Similar to the command injection flaw, this affects PA-Series, VM-Series, and Panorama, but excludes Cloud NGFW and Prisma Access. The vulnerability is rated MEDIUM (6.0). Although no active exploitation has been detected in the wild, the ability for a lower-level admin to seize total control of a security appliance poses a major internal threat.
Remediation: Beyond applying the software updates listed below, organizations should adhere to the principle of least privilege (PoLP), ensuring administrative accounts are only granted the specific permissions necessary for their tasks.
Required Updates: Fixed versions include 12.1.4-h7 or 12.1.5+, 11.2.4-h18 or 11.2.11+, 11.1.4-h34 or 11.1.14+, and 10.2.7-h35 or 10.2.18-h5+.
Tunnel Traffic Denial-of-Service via Memory Corruption (CVE-2026-0269)
Unlike the previous two vulnerabilities which target the management plane, CVE-2026-0269 targets the data plane. This is a memory corruption vulnerability triggered during the processing of tunnel traffic.
An authenticated user with low-level privileges can transmit a specially crafted packet through an IPSec tunnel or a GlobalProtect remote access gateway. This malformed packet causes a memory corruption error, resulting in an immediate system reboot. If an attacker repeatedly sends these packets, the firewall can be forced into a continuous reboot loop, effectively placing the device in maintenance mode and causing a total Denial-of-Service (DoS).

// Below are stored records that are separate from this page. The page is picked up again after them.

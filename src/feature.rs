// Copyright (c) 2018-2023  Brendan Molloy <brendan@bbqsrc.net>,
//                          Ilya Solovyiov <ilya.solovyiov@gmail.com>,
//                          Kai Ren <tyranron@gmail.com>
//
// Licensed under the Apache License, Version 2.0 <LICENSE-APACHE or
// http://www.apache.org/licenses/LICENSE-2.0> or the MIT license
// <LICENSE-MIT or http://opensource.org/licenses/MIT>, at your
// option. This file may not be copied, modified, or distributed
// except according to those terms.

//! Feature tree visited by [`Formatter`]s.
//!
//! The tree is built once by a [`Parser`] and is read-only afterwards. Its
//! variant set is closed, so dispatch happens through explicit `accept()`
//! methods rather than dynamic lookups:
//!
//! ```text
//! Feature ─┬─ visit_header
//!          ├─ Scenario::Regular ── visit_regular_scenario ── visit_regular_step*
//!          └─ Scenario::Row ────── visit_row_scenario ────── visit_row_step*
//! ```
//!
//! [`Formatter`]: crate::Formatter
//! [`Parser`]: crate::Parser

use std::path::PathBuf;

use derive_more::Display;
pub use gherkin::StepType;

use crate::{error::WriterResult, steps::StepMatch, Formatter};

/// Identifier of a [`Step`], unique within a single run.
#[derive(
    Clone, Copy, Debug, Display, Eq, Hash, Ord, PartialEq, PartialOrd,
)]
pub struct StepId(pub usize);

/// Single instruction line of a scenario.
#[derive(Clone, Debug, Eq, PartialEq)]
pub struct Step {
    /// Run-wide unique identifier.
    pub id: StepId,

    /// Keyword as written in the file, without trailing whitespace.
    pub keyword: String,

    /// Type of the step, inherited from the preceding step for
    /// continuation keywords.
    pub ty: StepType,

    /// Whether the [`Step::keyword`] continues the group opened by a
    /// preceding step (`And`, `But`, `*` and their translations).
    pub continuation: bool,

    /// Literal text after the keyword.
    pub text: String,

    /// Line in the source file.
    pub line: usize,
}

/// Piece of a [`Step`] text produced by [`Step::segments()`].
#[derive(Clone, Copy, Debug, Eq, PartialEq)]
pub enum Segment<'s> {
    /// Text outside of any matched argument.
    Text(&'s str),

    /// Text of a matched positional argument.
    Argument(&'s str),
}

impl Step {
    /// Indicates whether this [`Step`] is written with a continuation
    /// keyword.
    #[must_use]
    pub const fn is_continuation(&self) -> bool {
        self.continuation
    }

    /// Splits the text of this [`Step`] into plain and argument
    /// [`Segment`]s, according to the given resolved `matched` definition.
    ///
    /// Without a match the whole text is a single [`Segment::Text`].
    #[must_use]
    pub fn segments(&self, matched: Option<&StepMatch>) -> Vec<Segment<'_>> {
        let mut segments = Vec::new();
        let mut pos = 0;
        let ranges = matched
            .into_iter()
            .flat_map(|m| &m.args)
            .filter_map(|arg| arg.range.clone())
            .filter(|r| !r.is_empty());
        for range in ranges {
            if range.start < pos || range.end > self.text.len() {
                continue;
            }
            if range.start > pos {
                segments.push(Segment::Text(&self.text[pos..range.start]));
            }
            segments.push(Segment::Argument(&self.text[range.clone()]));
            pos = range.end;
        }
        if pos < self.text.len() || segments.is_empty() {
            segments.push(Segment::Text(&self.text[pos..]));
        }
        segments
    }

    /// Renders the text of this [`Step`], passing plain pieces through
    /// `text` and matched arguments through `argument`.
    #[must_use]
    pub fn format(
        &self,
        matched: Option<&StepMatch>,
        text: impl Fn(&str) -> String,
        argument: impl Fn(&str) -> String,
    ) -> String {
        self.segments(matched)
            .into_iter()
            .map(|s| match s {
                Segment::Text(t) => text(t),
                Segment::Argument(a) => argument(a),
            })
            .collect()
    }
}

/// Ordinary scenario, or the template of a scenario outline.
#[derive(Clone, Debug, Eq, PartialEq)]
pub struct RegularScenario {
    /// Keyword as written in the file.
    pub keyword: String,

    /// Name of the scenario.
    pub name: String,

    /// Line in the source file.
    pub line: usize,

    /// Column headers of the outline examples. Empty for plain scenarios.
    pub table_header: Vec<String>,

    /// Steps in execution order.
    pub steps: Vec<Step>,
}

impl RegularScenario {
    /// Indicates whether this is an outline template, whose steps are only
    /// rendered and never executed (its rows are).
    #[must_use]
    pub fn is_outline(&self) -> bool {
        !self.table_header.is_empty()
    }

    /// Dispatches [`Formatter::visit_regular_step()`] for every [`Step`].
    ///
    /// # Errors
    ///
    /// If the `visitor` fails to write its output.
    pub fn accept<V: Formatter + ?Sized>(
        &self,
        visitor: &mut V,
    ) -> WriterResult<()> {
        self.steps
            .iter()
            .try_for_each(|step| visitor.visit_regular_step(step))
    }
}

/// Scenario generated from an outline template and one example row.
#[derive(Clone, Debug, Eq, PartialEq)]
pub struct RowScenario {
    /// Keyword of the outline.
    pub keyword: String,

    /// Name of the outline.
    pub name: String,

    /// Line of the example row in the source file.
    pub line: usize,

    /// Values of the example row, in column order.
    pub values: Vec<String>,

    /// Template steps with the row values substituted.
    pub steps: Vec<Step>,
}

impl RowScenario {
    /// Dispatches [`Formatter::visit_row_step()`] for every [`Step`].
    ///
    /// # Errors
    ///
    /// If the `visitor` fails to write its output.
    pub fn accept<V: Formatter + ?Sized>(
        &self,
        visitor: &mut V,
    ) -> WriterResult<()> {
        self.steps
            .iter()
            .try_for_each(|step| visitor.visit_row_step(step))
    }
}

/// Executable example within a [`Feature`].
#[derive(Clone, Debug, Eq, PartialEq)]
pub enum Scenario {
    /// Ordinary scenario or outline template.
    Regular(RegularScenario),

    /// One example row of an outline.
    Row(RowScenario),
}

impl Scenario {
    /// Name of this [`Scenario`].
    #[must_use]
    pub fn name(&self) -> &str {
        match self {
            Self::Regular(s) => &s.name,
            Self::Row(s) => &s.name,
        }
    }

    /// Keyword of this [`Scenario`].
    #[must_use]
    pub fn keyword(&self) -> &str {
        match self {
            Self::Regular(s) => &s.keyword,
            Self::Row(s) => &s.keyword,
        }
    }

    /// Line of this [`Scenario`] in the source file.
    #[must_use]
    pub const fn line(&self) -> usize {
        match self {
            Self::Regular(s) => s.line,
            Self::Row(s) => s.line,
        }
    }

    /// [`Step`]s of this [`Scenario`].
    #[must_use]
    pub fn steps(&self) -> &[Step] {
        match self {
            Self::Regular(s) => &s.steps,
            Self::Row(s) => &s.steps,
        }
    }

    /// Indicates whether the [`Step`]s of this [`Scenario`] are executed.
    #[must_use]
    pub fn is_executable(&self) -> bool {
        match self {
            Self::Regular(s) => !s.is_outline(),
            Self::Row(_) => true,
        }
    }

    /// Dispatches to the `visitor` method of the concrete variant.
    ///
    /// # Errors
    ///
    /// If the `visitor` fails to write its output.
    pub fn accept<V: Formatter + ?Sized>(
        &self,
        visitor: &mut V,
    ) -> WriterResult<()> {
        match self {
            Self::Regular(s) => visitor.visit_regular_scenario(s),
            Self::Row(s) => visitor.visit_row_scenario(s),
        }
    }
}

/// Root specification unit: a header plus ordered [`Scenario`]s.
#[derive(Clone, Debug, Eq, PartialEq)]
pub struct Feature {
    /// Keyword as written in the file.
    pub keyword: String,

    /// Name line followed by the description lines.
    pub header: String,

    /// File this [`Feature`] was parsed from.
    pub path: Option<PathBuf>,

    /// Scenarios in file order, with outline rows following their
    /// template.
    pub scenarios: Vec<Scenario>,
}

impl Feature {
    /// Name of this [`Feature`], the first line of its header.
    #[must_use]
    pub fn name(&self) -> &str {
        self.header.lines().next().unwrap_or_default()
    }

    /// Dispatches [`Formatter::visit_header()`] followed by one scenario
    /// visit per child.
    ///
    /// # Errors
    ///
    /// If the `visitor` fails to write its output.
    pub fn accept<V: Formatter + ?Sized>(
        &self,
        visitor: &mut V,
    ) -> WriterResult<()> {
        visitor.visit_header(&self.header)?;
        self.scenarios.iter().try_for_each(|sc| sc.accept(visitor))
    }

    /// Counts all the [`Step`]s of this [`Feature`].
    #[must_use]
    pub fn count_steps(&self) -> usize {
        self.scenarios.iter().map(|s| s.steps().len()).sum()
    }

    /// Keeps only the [`Scenario`] containing the given `line`: the one with
    /// the greatest starting line not after it.
    ///
    /// Outline rows stay selectable one by one, and selecting the outline
    /// template selects the template alone.
    pub fn retain_scenario_at(&mut self, line: usize) {
        let selected = self
            .scenarios
            .iter()
            .enumerate()
            .filter(|(_, s)| s.line() <= line)
            .max_by_key(|(_, s)| s.line())
            .map(|(n, _)| n);

        self.scenarios = match selected {
            Some(n) => vec![self.scenarios.swap_remove(n)],
            None => Vec::new(),
        };
    }
}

The vulnerability carries a MEDIUM (4.6) rating. While it does not directly compromise data confidentiality, it presents a severe risk to network availability. This flaw specifically impacts devices configured with IPSec or GlobalProtect; Panorama and cloud-based services remain unaffected.
Operational Guidance: Until patches can be applied, network engineers should monitor for unexplained device reboots or unexpected entries into maintenance mode. Utilizing High Availability (HA) clusters is a critical defense-in-depth measure to ensure traffic continuity during a localized DoS attempt.
Required Updates: Fixed versions include 12.1.4-h5 or 12.1.5+, 11.2.4-h17, 11.2.7-h4, 11.2.10+, 11.1.4-h33, 11.1.6-h21, 11.1.12+, 10.2.7-h34, 10.2.10-h36, and 10.2.18+.